Herman Davis (1888–1923)
Herman Davis was an outstanding marksman who distinguished himself in the U.S. Army during World War I. General John J. Pershing listed Davis fourth on a list of the greatest heroes of World War I.
Herman Davis was born on January 3, 1888, at Big Lake Island, which later became Manila (Mississippi County), the son of Jeff and Mary Ann Vance Davis. The family operated a country store and supplemented its meager income with hunting, fishing, and farming. Davis quit school after the fourth grade to help support the family. He grew up in the woods and became a hunting guide at an early age, thought to be in his teens. Davis was an accurate shot and in the period before federal game laws set game limits, killing as many as 400 ducks per day with his cousin, James Davis. The ducks were sold and shipped by the hunters to northern markets, where the hunters earned one dollar per duck.
Although initially rejected for military service because of his 5’3″ frame, Davis was eventually drafted and was inducted into the Army on March 4, 1918, in Blytheville (Mississippi County). He was sent to Camp Pike for training and then sailed for France on June 15, 1918, as a member of Company I, 113th Infantry Regiment, Twenty-ninth Division. Davis had been married, but his wife left him and their son. When Davis was drafted, his mother took care of the child.
Davis was a scout and was required to go out in advance of his company. Many times, he encountered poison gas. On patrol in a valley near Verdun, his platoon came under fire from a German machine gun situated on a hill on Molleville Farm. Davis crawled within fifty yards of the gun and killed four enemy gunners. In other engagements, Davis was credited for killing fifteen enemy gunners in a machine gun nest and eleven enemy soldiers climbing out of a dugout. Another time, a group of enemy soldiers were trying to set up a machine gun in an area they thought was out of range of American troops. Davis shot and killed five of the enemy soldiers. He reportedly stated that 1,000 yards was “just good shootin’ distance.” Davis was honorably discharged from the Army on May 29, 1919.
The United States awarded Davis the Distinguished Service Cross, and France presented him with the Croix de Guerre with Palm, the Croix de Guerre with Gilt Star, and the French Medaille Militaire.
Davis returned to Manila and began work at the Big Lake Hunting Club. He told no one about his war record or his exposure to poison gas. His friends and family learned of his heroism only after Pershing’s list was published. At their insistence, he took the medals from a tackle box and reluctantly showed them.

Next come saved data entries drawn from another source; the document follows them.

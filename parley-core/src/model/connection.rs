use serde::{Deserialize, Serialize};
use std::fmt;
use uuid::Uuid;

/// Identity of one live connection to the relay. Minted by the server on
/// upgrade; a participant reconnecting gets a fresh id.
#[derive(Debug, Serialize, Deserialize, Clone, Copy, Hash, Eq, PartialEq, Ord, PartialOrd)]
pub struct ConnectionId(pub Uuid);

impl ConnectionId {
    pub fn new() -> Self {
        Self(Uuid::new_v4())
    }
}

impl Default for ConnectionId {
    fn default() -> Self {
        Self::new()
    }
}

impl fmt::Display for ConnectionId {
    fn fmt(&self, f: &mut fmt::Formatter<'_>) -> fmt::Result {
        write!(f, "{}", self.0)
    }
}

By mid-1922, Davis’s health began to fail. His exposure to poison gas during the war caused him to develop tuberculosis, and he eventually became too weak to work. Members of the Dud Cason American Legion Post in Blytheville transported him to the Veteran’s Hospital in Memphis for surgery, where he died during an operation on January 5, 1923.
In 1925, the city of Manila donated land on the corner of Baltimore Street and Highway 18 to memorialize Davis. A “pennies drive” by Arkansas school children helped pay for a twenty five-foot granite spire behind a life-sized marble statue of Davis. The statue was unveiled on Memorial Day in 1925. Davis’s body was moved from the Manila Cemetery, where Davis was buried in 1923, and interred at the base of the monument. On April 7, 1995, the monument was entered on the National Register of Historic Places.
In 1954, the iron fountain near the entrance to the Old State House in Little Rock (Pulaski County) was renamed the Herman Davis Memorial Fountain, and a plaque was added in his honor. The fountain had been a part of Arkansas’s exhibit at the 1876 Centennial Exposition in Philadelphia.
For additional information:
Polston, Michael David. “Arkansas’s Forgotten Hero.”Arkansas Gazette, November 6, 1988, p. 1C.
Ross, Margaret Smith. “Herman Davis, Forgotten Hero.” Arkansas Historical Quarterly 14 (Spring 1955): 51–61.
Snider, Nan. “Herman Davis: World War One Hero.” Country Chronicles, June 1993,: 1–4.
Vermillion, Ricky. “The Story of Herman Davis.” Craighead County Historical Quarterly 7 (Autumn 1969): 15–19.